Il y a de nombreux critères méthodologiques à vérifier quand on analyse une étude de non-infériorité ; la gymnastique intellectuelle est un peu plus ardue de prime abord que pour un essai de supériorité classique. Néanmoins, la base de l’honnêteté intellectuelle dans une étude de non-infériorité, est de prendre comme comparateur un traitement optimal, afin que la non-infériorité ne soit pas une perte de chance pour les patients. Si votre comparateur est un traitement sous-optimal ou sous-dosé, et que vous démontrez la non-infériorité, vous démontrez que votre traitement n’est pas plus mauvais qu’un traitement qui n’est pas bon ; et si par hasard vous arrivez à en démontrer la supériorité, votre traitement ne sera jamais meilleur que par rapport à un traitement pas optimal.

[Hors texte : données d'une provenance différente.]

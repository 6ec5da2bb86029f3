//! Command-line client for the URL shortener service.
//!
//! # Usage
//!
//! ```bash
//! # Create a short link (prompts for the URL when --url is omitted)
//! shortlink create --url https://example.com/very/long/path --code promo2026
//!
//! # Create a short link that expires
//! shortlink create --url https://example.com --expire-at 2026-12-31T23:59:59Z
//!
//! # Show metadata of a short code
//! shortlink lookup promo2026
//!
//! # Check that the service is reachable
//! shortlink health
//! ```
//!
//! # Environment Variables
//!
//! See [`url_shortener_client::config`]. A `.env` file in the working
//! directory is loaded first.

use url_shortener_client::application::services::LinkWorkflow;
use url_shortener_client::config;
use url_shortener_client::domain::entities::InteractionState;
use url_shortener_client::infrastructure::http::HttpLinkApi;
use url_shortener_client::logging;
use url_shortener_client::presentation::{render_create, render_lookup};

use anyhow::{Context, Result};
use chrono::{DateTime, Utc};
use clap::{Parser, Subcommand};
use colored::*;
use dialoguer::Input;
use std::process::ExitCode;
use std::sync::Arc;

/// Client for creating and inspecting short links.
#[derive(Parser)]
#[command(name = "shortlink")]
#[command(author, version, about, long_about = None)]
struct Cli {
    #[command(subcommand)]
    command: Commands,
}

#[derive(Subcommand)]
enum Commands {
    /// Create a short link
    Create {
        /// Long URL to shorten (prompted for when omitted)
        #[arg(short, long)]
        url: Option<String>,

        /// Requested short code (optional, generated by the service otherwise)
        #[arg(short, long)]
        code: Option<String>,

        /// Expiry time in RFC 3339 format (never expires when omitted)
        #[arg(long, value_name = "RFC3339")]
        expire_at: Option<DateTime<Utc>>,
    },

    /// Show metadata of an existing short code
    Lookup {
        /// Short code to look up
        code: String,
    },

    /// Check that the service is reachable
    Health,
}

#[tokio::main]
async fn main() -> Result<ExitCode> {
    dotenvy::dotenv().ok();

    let cli = Cli::parse();

    let config = config::load_from_env().context("Invalid configuration")?;
    logging::init(&config)?;
    config.print_summary();

    let api = HttpLinkApi::from_config(&config).context("Failed to build HTTP client")?;
    let workflow = LinkWorkflow::new(Arc::new(api));

    let succeeded = match cli.command {
        Commands::Create {
            url,
            code,
            expire_at,
        } => handle_create(&workflow, url, code, expire_at).await?,
        Commands::Lookup { code } => handle_lookup(&workflow, &code).await,
        Commands::Health => handle_health(&workflow, &config.api_base_url).await,
    };

    Ok(if succeeded {
        ExitCode::SUCCESS
    } else {
        ExitCode::FAILURE
    })
}

/// Submits a create request, prompting for missing input.
///
/// The custom code is only prompted for when the URL was prompted for too.
async fn handle_create(
    workflow: &LinkWorkflow<HttpLinkApi>,
    url: Option<String>,
    code: Option<String>,
    expire_at: Option<DateTime<Utc>>,
) -> Result<bool> {
    let (url, code) = match url {
        Some(url) => (url, code.unwrap_or_default()),
        None => {
            let url: String = Input::new()
                .with_prompt("Long URL")
                .allow_empty(true)
                .interact_text()?;
            let code = match code {
                Some(code) => code,
                None => Input::new()
                    .with_prompt("Custom code (optional)")
                    .allow_empty(true)
                    .interact_text()?,
            };
            (url, code)
        }
    };

    println!("{}", render_create(&InteractionState::Pending).join("\n").bright_black());

    let state = workflow
        .submit_create_with_expiry(&url, &code, expire_at)
        .await;
    print_state(&state, "Short link created", &render_create(&state));

    Ok(state.result().is_some())
}

async fn handle_lookup(workflow: &LinkWorkflow<HttpLinkApi>, code: &str) -> bool {
    let state = workflow.submit_lookup(code).await;
    print_state(&state, "Short link details", &render_lookup(&state));

    state.result().is_some()
}

async fn handle_health(workflow: &LinkWorkflow<HttpLinkApi>, base_url: &url::Url) -> bool {
    match workflow.check_health().await {
        Ok(()) => {
            println!("{} {}", "Service is healthy:".green().bold(), base_url.as_str().cyan());
            true
        }
        Err(e) => {
            tracing::warn!(error = %e, "health check failed");
            println!("{} {}", "Service is unavailable:".red().bold(), base_url.as_str().cyan());
            false
        }
    }
}

fn print_state<T>(state: &InteractionState<T>, heading: &str, lines: &[String]) {
    match state {
        InteractionState::Succeeded(_) => {
            println!();
            println!("{}", heading.green().bold());
            for line in lines {
                println!("  {line}");
            }
            println!();
        }
        InteractionState::Failed(_) => {
            for line in lines {
                eprintln!("{} {}", "Error:".red().bold(), line);
            }
        }
        InteractionState::Idle | InteractionState::Pending => {}
    }
}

L’étude dont je parle (SURPASS-CVOT), portant sur plus de 13.000 patients diabétiques de type 2 (hémoglobine glyquée entre 7,5% et 10,5%) en surpoids (IMC supérieur à 25) et en prévention cardiovasculaire secondaire, suivis pendant une médiane de 4 ans, « démontre » que le tirzepatide est non inférieur au dulaglutide sur le critère combiné décès cardiovasculaire, accident vasculaire cérébral et infarctus du myocarde (12,2% sous tirzepatide vs 13,1% sous dulaglutide ; RR 0,92; IC95 0,83 – 1,01; p = 0,003 pour la non infériorité ; p= 0,09 pour la supériorité). Sauf que… le tirzepatide pouvait être majoré jusqu’à la dose maximale, alors que la dose de dulaglutide était fixée à 1,5 mg – pour une dose maximale possible de 4,5 mg ! On a donc un traitement à dose maximisée non inférieure à un traitement à dose non-optimisée.

Il n’est pas du tout certains que le tirzépatide aurait été non-inférieur face au dulaglutide à dose pleine. Il y a, par exemple, plus de patients sous metformine et sous sulfamide dans le bras dulaglutide : quel impact sur les évènements du bras dulaglutide de l’excès de prescription de ces molécules et notamment des sulfamides et de l’association sulfamide-metformine ? Notons que la perte de poids est plus importante sous tirzepatide (11% vs 4%), ce qui n’est pas étonnant compte tenu des études précédentes et de la différence de dosage entre les deux bras. Pour autant, cette perte de poids substantiellement plus importante, tout comme la baisse plus importante de l’HbA1c (6,73% vs 7,51%), ne se traduisent pas par un meilleur pronostic (on en revient à ce que j’écrivais plus haut sur les critères de substitution).

On a donc fait participer plus de 13.000 patients pendant plusieurs années à un essai mal pensé. On ne sera pas surpris de constater qu’Eli Lilly a conçu l’étude, réalisé l’analyse statistique initiale (!), a relu et suggéré des révisions du manuscrit (!!). Des autorités ont laissé faire cette étude. Des médecins ont validé et participé à la réalisation de cette étude. Des reviewers et des éditeurs ont avalisé cette publication. C’est scandaleux.

Rappelons que toujours, à la fin, ce sont les patients qui paient le prix de nos errements.

2 réflexions au sujet de « Tirzepatide : non-inférieur à un traitement sous-optimal, et alors ? »

  1. le tirzepatide ne fait donc pas mieux que le dulaglutide mal optimisé. Voilà la réelle conclusion de cette étude. À l’AHA à été présentée une analyse encore moins bien faite (!) sur le tirzepatide dont je t’épargne ici la conclusion fallacieuse.